Material provided
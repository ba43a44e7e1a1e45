use chrono::{DateTime, NaiveDate, NaiveTime, Utc};
use serde::{Deserialize, Serialize};
use sqlx::FromRow;
use std::str::FromStr;
use utoipa::ToSchema;

use crate::errors::AppError;

/// A theme park. Reference data, loaded once and cached.
#[derive(Debug, Clone, PartialEq, FromRow, Deserialize)]
pub struct Park {
    pub id: String,
    pub name: String,
    /// Identifier in the upstream wait-time feed.
    pub thrill_api_id: String,
    pub themeparks_entity_id: Option<String>,
    /// IANA timezone name (e.g. "America/New_York"). Parks without one use
    /// the configured default zone.
    pub timezone: Option<String>,
}

/// Operating hours of a park on one civil date. Times are local clock times.
#[derive(Debug, Clone, PartialEq, FromRow, Deserialize)]
pub struct ParkSchedule {
    pub id: String,
    pub park_id: String,
    pub date: NaiveDate,
    pub early_entry: Option<NaiveTime>,
    pub open_time: NaiveTime,
    pub close_time: NaiveTime,
}

/// Attraction availability at the moment a sample was recorded.
#[derive(Debug, Clone, Copy, PartialEq, Eq, Hash, Serialize, Deserialize, ToSchema)]
#[serde(rename_all = "UPPERCASE")]
pub enum WaitStatus {
    Operating,
    Closed,
    Down,
}

impl FromStr for WaitStatus {
    type Err = AppError;

    fn from_str(s: &str) -> Result<Self, Self::Err> {
        match s {
            "OPERATING" => Ok(WaitStatus::Operating),
            "CLOSED" => Ok(WaitStatus::Closed),
            "DOWN" => Ok(WaitStatus::Down),
            other => Err(AppError::ExternalServiceError(format!(
                "Unknown wait status '{}'",
                other
            ))),
        }
    }
}

/// One recorded wait-time observation for an attraction.
#[derive(Debug, Clone, PartialEq)]
pub struct WaitSample {
    pub attraction_id: String,
    pub attraction_name: String,
    pub attraction_type: Option<String>,
    pub recorded_at: DateTime<Utc>,
    /// Posted wait in minutes. Usually `None` when CLOSED or DOWN, but
    /// callers must check `status` rather than rely on that.
    pub wait_minutes: Option<i32>,
    pub status: WaitStatus,
}

/// Flat `wait_times ⨝ attractions` row as returned by the Postgres backend.
#[derive(Debug, Clone, FromRow)]
pub struct WaitTimeRow {
    pub attraction_id: String,
    pub attraction_name: String,
    pub attraction_type: Option<String>,
    pub recorded_at: DateTime<Utc>,
    pub wait_minutes: Option<i32>,
    pub status: String,
}

impl TryFrom<WaitTimeRow> for WaitSample {
    type Error = AppError;

    fn try_from(row: WaitTimeRow) -> Result<Self, Self::Error> {
        Ok(Self {
            status: row.status.parse()?,
            attraction_id: row.attraction_id,
            attraction_name: row.attraction_name,
            attraction_type: row.attraction_type,
            recorded_at: row.recorded_at,
            wait_minutes: row.wait_minutes,
        })
    }
}

#[cfg(test)]
mod tests {
    use super::*;

    fn row(status: &str) -> WaitTimeRow {
        WaitTimeRow {
            attraction_id: "a1".to_string(),
            attraction_name: "Space Mountain".to_string(),
            attraction_type: Some("Ride".to_string()),
            recorded_at: "2026-01-11T14:00:00Z".parse().unwrap(),
            wait_minutes: Some(25),
            status: status.to_string(),
        }
    }

    #[test]
    fn test_status_parse() {
        assert_eq!("OPERATING".parse::<WaitStatus>().unwrap(), WaitStatus::Operating);
        assert_eq!("CLOSED".parse::<WaitStatus>().unwrap(), WaitStatus::Closed);
        assert_eq!("DOWN".parse::<WaitStatus>().unwrap(), WaitStatus::Down);
    }

    #[test]
    fn test_status_parse_unknown_fails() {
        assert!("REFURBISHMENT".parse::<WaitStatus>().is_err());
        assert!("operating".parse::<WaitStatus>().is_err());
    }

    #[test]
    fn test_status_json_uses_uppercase() {
        let json = serde_json::to_string(&WaitStatus::Down).unwrap();
        assert_eq!(json, "\"DOWN\"");
        let parsed: WaitStatus = serde_json::from_str("\"CLOSED\"").unwrap();
        assert_eq!(parsed, WaitStatus::Closed);
    }

    #[test]
    fn test_row_into_sample() {
        let sample = WaitSample::try_from(row("OPERATING")).unwrap();
        assert_eq!(sample.attraction_name, "Space Mountain");
        assert_eq!(sample.status, WaitStatus::Operating);
        assert_eq!(sample.wait_minutes, Some(25));
    }

    #[test]
    fn test_row_with_bad_status_fails_fast() {
        assert!(WaitSample::try_from(row("BROKEN")).is_err());
    }

    #[test]
    fn test_park_timezone_may_be_null() {
        let park: Park = serde_json::from_value(serde_json::json!({
            "id": "magic-kingdom",
            "name": "Magic Kingdom",
            "thrill_api_id": "6",
            "themeparks_entity_id": null,
            "timezone": null
        }))
        .unwrap();
        assert_eq!(park.timezone, None);
    }

    #[test]
    fn test_schedule_deserializes_time_strings() {
        let schedule: ParkSchedule = serde_json::from_value(serde_json::json!({
            "id": "s1",
            "park_id": "magic-kingdom",
            "date": "2026-01-11",
            "early_entry": "08:30:00",
            "open_time": "09:00:00",
            "close_time": "22:00:00"
        }))
        .unwrap();
        assert_eq!(schedule.early_entry, NaiveTime::from_hms_opt(8, 30, 0));
        assert_eq!(schedule.close_time, NaiveTime::from_hms_opt(22, 0, 0).unwrap());
    }
}
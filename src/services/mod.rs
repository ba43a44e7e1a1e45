pub mod cache;
pub mod gateway;
pub mod grid;
pub mod postgrest;
pub mod refresher;
pub mod selection;
pub mod severity;
pub mod store;
pub mod summary;
pub mod timezone;
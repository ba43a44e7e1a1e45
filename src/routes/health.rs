use axum::extract::State;
use axum::Json;
use serde::Serialize;
use utoipa::ToSchema;

use crate::services::gateway::DataGateway;

/// Health check response.
#[derive(Debug, Serialize, ToSchema)]
pub struct HealthResponse {
    /// Service status ("ok" when healthy, "degraded" when the store is unreachable)
    pub status: String,
    /// API version
    pub version: String,
    /// Whether the wait-time store is reachable
    pub store: bool,
}

impl HealthResponse {
    fn from_store_status(store_ok: bool) -> Self {
        Self {
            status: if store_ok {
                "ok".to_string()
            } else {
                "degraded".to_string()
            },
            version: env!("CARGO_PKG_VERSION").to_string(),
            store: store_ok,
        }
    }
}

/// Health check endpoint.
///
/// Returns status "degraded" (still 200) if the store is unreachable, so
/// load balancers can distinguish partial failures.
#[utoipa::path(
    get,
    path = "/api/v1/health",
    tag = "Health",
    responses(
        (status = 200, description = "Service is healthy", body = HealthResponse),
    )
)]
pub async fn health_check(State(gateway): State<DataGateway>) -> Json<HealthResponse> {
    Json(HealthResponse::from_store_status(gateway.ping().await))
}
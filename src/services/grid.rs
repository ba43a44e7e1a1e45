//! Attraction × time-slot grid construction.
//!
//! Turns a flat, time-ascending list of wait samples for one civil day into
//! one row per attraction (keyed by display name) holding a cell per local
//! `HH:mm` slot, plus the per-attraction average of OPERATING waits. The grid
//! is rebuilt from scratch on every refresh; nothing here is incremental.

use chrono_tz::Tz;
use std::collections::{BTreeSet, HashMap};

use crate::db::models::{ParkSchedule, WaitSample, WaitStatus};
use crate::helpers::rounded_mean;
use crate::services::timezone::{civil_time_of, format_clock_time};

/// Type label for attractions without one.
pub const DEFAULT_ATTRACTION_TYPE: &str = "Área";

/// Observation shown in one grid cell.
#[derive(Debug, Clone, Copy, PartialEq, Eq)]
pub struct TimeSlotCell {
    pub wait: Option<i32>,
    pub status: WaitStatus,
}

impl TimeSlotCell {
    /// Wait value when the attraction was OPERATING with a posted wait.
    pub fn operating_wait(&self) -> Option<i32> {
        match self.status {
            WaitStatus::Operating => self.wait,
            _ => None,
        }
    }
}

/// Cells of one attraction keyed by slot label, in first-insertion order.
///
/// Re-inserting an existing label replaces its cell but keeps its position.
#[derive(Debug, Clone, Default, PartialEq)]
pub struct SlotCells {
    entries: Vec<(String, TimeSlotCell)>,
    index: HashMap<String, usize>,
}

impl SlotCells {
    pub fn upsert(&mut self, label: String, cell: TimeSlotCell) {
        match self.index.get(&label) {
            Some(&i) => self.entries[i].1 = cell,
            None => {
                self.index.insert(label.clone(), self.entries.len());
                self.entries.push((label, cell));
            }
        }
    }

    pub fn get(&self, label: &str) -> Option<&TimeSlotCell> {
        self.index.get(label).map(|&i| &self.entries[i].1)
    }

    pub fn iter(&self) -> impl Iterator<Item = (&str, &TimeSlotCell)> {
        self.entries.iter().map(|(label, cell)| (label.as_str(), cell))
    }
}

/// One attraction's observations for the day.
#[derive(Debug, Clone, PartialEq)]
pub struct AttractionRow {
    pub name: String,
    pub attraction_type: String,
    pub times: SlotCells,
    /// OPERATING wait values in arrival order (including overwritten ones).
    pub waits: Vec<i32>,
    pub avg_wait: Option<i32>,
}

impl AttractionRow {
    fn new(name: &str, attraction_type: Option<&str>) -> Self {
        let attraction_type = match attraction_type {
            Some(t) if !t.is_empty() => t.to_string(),
            _ => DEFAULT_ATTRACTION_TYPE.to_string(),
        };
        Self {
            name: name.to_string(),
            attraction_type,
            times: SlotCells::default(),
            waits: Vec::new(),
            avg_wait: None,
        }
    }
}

/// The attraction × time-slot matrix for one park and civil day.
#[derive(Debug, Clone, Default, PartialEq)]
pub struct Grid {
    /// Sorted by descending average wait; rows without an average last.
    pub attractions: Vec<AttractionRow>,
    /// Every slot label seen in any row, ascending.
    pub time_slots: Vec<String>,
}

impl Grid {
    pub fn is_empty(&self) -> bool {
        self.attractions.is_empty()
    }

    pub fn attraction_names(&self) -> Vec<String> {
        self.attractions.iter().map(|a| a.name.clone()).collect()
    }
}

/// Build the grid for a day's samples.
///
/// Samples are expected to be pre-filtered to the target civil date and in
/// ascending time order; date membership is not re-checked. Rows are keyed by
/// attraction *name*, so two attractions sharing a name collapse into one row.
pub fn build_grid(samples: &[WaitSample], tz: Tz) -> Grid {
    let mut rows: Vec<AttractionRow> = Vec::new();
    let mut row_index: HashMap<&str, usize> = HashMap::new();
    let mut slots: BTreeSet<String> = BTreeSet::new();

    for sample in samples {
        let label = civil_time_of(sample.recorded_at, tz);

        let idx = *row_index
            .entry(sample.attraction_name.as_str())
            .or_insert_with(|| {
                rows.push(AttractionRow::new(
                    &sample.attraction_name,
                    sample.attraction_type.as_deref(),
                ));
                rows.len() - 1
            });
        let row = &mut rows[idx];

        row.times.upsert(
            label.clone(),
            TimeSlotCell {
                wait: sample.wait_minutes,
                status: sample.status,
            },
        );

        if let (WaitStatus::Operating, Some(wait)) = (sample.status, sample.wait_minutes) {
            row.waits.push(wait);
        }

        slots.insert(label);
    }

    for row in &mut rows {
        row.avg_wait = rounded_mean(&row.waits);
    }

    // Stable: equal averages keep encounter order.
    rows.sort_by(|a, b| match (a.avg_wait, b.avg_wait) {
        (Some(x), Some(y)) => y.cmp(&x),
        (Some(_), None) => std::cmp::Ordering::Less,
        (None, Some(_)) => std::cmp::Ordering::Greater,
        (None, None) => std::cmp::Ordering::Equal,
    });

    Grid {
        attractions: rows,
        time_slots: slots.into_iter().collect(),
    }
}

/// Display hints for one time-slot row of the table.
#[derive(Debug, Clone, PartialEq, Eq)]
pub struct TimeSlotInfo {
    pub label: String,
    /// Slot falls exactly on the hour.
    pub is_hour_mark: bool,
    /// Slot precedes regular opening on a day with early entry.
    pub is_early_entry: bool,
}

pub fn describe_slots(slots: &[String], schedule: Option<&ParkSchedule>) -> Vec<TimeSlotInfo> {
    let early_cutoff = schedule
        .filter(|s| s.early_entry.is_some())
        .map(|s| format_clock_time(Some(s.open_time)));

    slots
        .iter()
        .map(|label| TimeSlotInfo {
            label: label.clone(),
            is_hour_mark: label.ends_with(":00"),
            is_early_entry: early_cutoff
                .as_deref()
                .is_some_and(|open| label.as_str() < open),
        })
        .collect()
}
pub mod models;
pub mod queries;
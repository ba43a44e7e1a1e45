//! Read-only access to the hosted wait-time database.
//!
//! `WaitTimeStore` is the seam between the dashboard logic and whichever
//! backend holds the data: a direct Postgres connection ([`PgStore`]) or a
//! PostgREST endpoint ([`crate::services::postgrest::PostgrestStore`]).

use async_trait::async_trait;
use chrono::{DateTime, NaiveDate, Utc};
use chrono_tz::Tz;
use sqlx::PgPool;

use crate::db::models::{Park, ParkSchedule, WaitSample};
use crate::db::queries;
use crate::errors::AppError;

#[async_trait]
pub trait WaitTimeStore: Send + Sync {
    /// All parks, ordered by name.
    async fn list_parks(&self) -> Result<Vec<Park>, AppError>;

    /// Distinct civil dates with samples for a park, most recent first.
    async fn list_available_dates(&self, park_id: &str) -> Result<Vec<NaiveDate>, AppError>;

    /// Operating schedule for a park/date. `Ok(None)` when there is none.
    async fn get_schedule(
        &self,
        park_id: &str,
        date: NaiveDate,
    ) -> Result<Option<ParkSchedule>, AppError>;

    /// One page of samples with `start <= recorded_at < end`, ascending.
    async fn list_wait_samples_page(
        &self,
        park_id: &str,
        start: DateTime<Utc>,
        end: DateTime<Utc>,
        offset: usize,
        limit: usize,
    ) -> Result<Vec<WaitSample>, AppError>;

    /// Whether the backend is reachable.
    async fn ping(&self) -> bool;
}

/// Postgres-backed store.
#[derive(Debug, Clone)]
pub struct PgStore {
    pool: PgPool,
    /// Zone used to bucket samples of parks without a timezone.
    default_timezone: Tz,
}

impl PgStore {
    pub fn new(pool: PgPool, default_timezone: Tz) -> Self {
        Self {
            pool,
            default_timezone,
        }
    }
}

#[async_trait]
impl WaitTimeStore for PgStore {
    async fn list_parks(&self) -> Result<Vec<Park>, AppError> {
        Ok(queries::list_parks(&self.pool).await?)
    }

    async fn list_available_dates(&self, park_id: &str) -> Result<Vec<NaiveDate>, AppError> {
        Ok(queries::list_available_dates(&self.pool, park_id, self.default_timezone.name()).await?)
    }

    async fn get_schedule(
        &self,
        park_id: &str,
        date: NaiveDate,
    ) -> Result<Option<ParkSchedule>, AppError> {
        Ok(queries::get_park_schedule(&self.pool, park_id, date).await?)
    }

    async fn list_wait_samples_page(
        &self,
        park_id: &str,
        start: DateTime<Utc>,
        end: DateTime<Utc>,
        offset: usize,
        limit: usize,
    ) -> Result<Vec<WaitSample>, AppError> {
        let rows = queries::list_wait_times_page(
            &self.pool,
            park_id,
            start,
            end,
            offset as i64,
            limit as i64,
        )
        .await?;
        rows.into_iter().map(WaitSample::try_from).collect()
    }

    async fn ping(&self) -> bool {
        sqlx::query_scalar::<_, i32>("SELECT 1")
            .fetch_one(&self.pool)
            .await
            .is_ok()
    }
}
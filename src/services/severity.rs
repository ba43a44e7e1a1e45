//! Wait-time severity buckets and per-cell display classification.

use serde::Serialize;
use utoipa::ToSchema;

use crate::db::models::WaitStatus;
use crate::services::grid::TimeSlotCell;

/// Five-step wait severity used to colour cells and averages.
#[derive(Debug, Clone, Copy, PartialEq, Eq, Serialize, ToSchema)]
#[serde(rename_all = "snake_case")]
pub enum WaitLevel {
    /// ≤ 20 min
    Lowest,
    /// 21–35 min
    Low,
    /// 36–59 min
    Normal,
    /// 60–79 min
    High,
    /// ≥ 80 min
    Extreme,
}

pub fn classify_wait(minutes: i32) -> WaitLevel {
    match minutes {
        i32::MIN..=20 => WaitLevel::Lowest,
        21..=35 => WaitLevel::Low,
        36..=59 => WaitLevel::Normal,
        60..=79 => WaitLevel::High,
        _ => WaitLevel::Extreme,
    }
}

/// What a single grid cell should render as.
#[derive(Debug, Clone, Copy, PartialEq, Eq)]
pub enum CellDisplay {
    /// No sample for this attraction in this slot.
    NoData,
    Closed,
    Down,
    Wait { minutes: i32, level: WaitLevel },
}

/// Classify a cell. OPERATING without a wait value renders as closed.
pub fn display_cell(cell: Option<&TimeSlotCell>) -> CellDisplay {
    match cell {
        None => CellDisplay::NoData,
        Some(c) => match (c.status, c.wait) {
            (WaitStatus::Closed, _) => CellDisplay::Closed,
            (WaitStatus::Down, _) => CellDisplay::Down,
            (WaitStatus::Operating, Some(minutes)) => CellDisplay::Wait {
                minutes,
                level: classify_wait(minutes),
            },
            (WaitStatus::Operating, None) => CellDisplay::Closed,
        },
    }
}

Exercise details
Would you retype the lines above from the one with "async fn list_parks(&self) -> Result<Vec<Park>, AppError>;" down to the one with "-> Result<Option<ParkSchedule>, AppError>;", word for word, both ends included and no other lines?

Result of the exercise
    async fn list_parks(&self) -> Result<Vec<Park>, AppError>;

    /// Distinct civil dates with samples for a park, most recent first.
    async fn list_available_dates(&self, park_id: &str) -> Result<Vec<NaiveDate>, AppError>;

    /// Operating schedule for a park/date. `Ok(None)` when there is none.
    async fn get_schedule(
        &self,
        park_id: &str,
        date: NaiveDate,
    ) -> Result<Option<ParkSchedule>, AppError>;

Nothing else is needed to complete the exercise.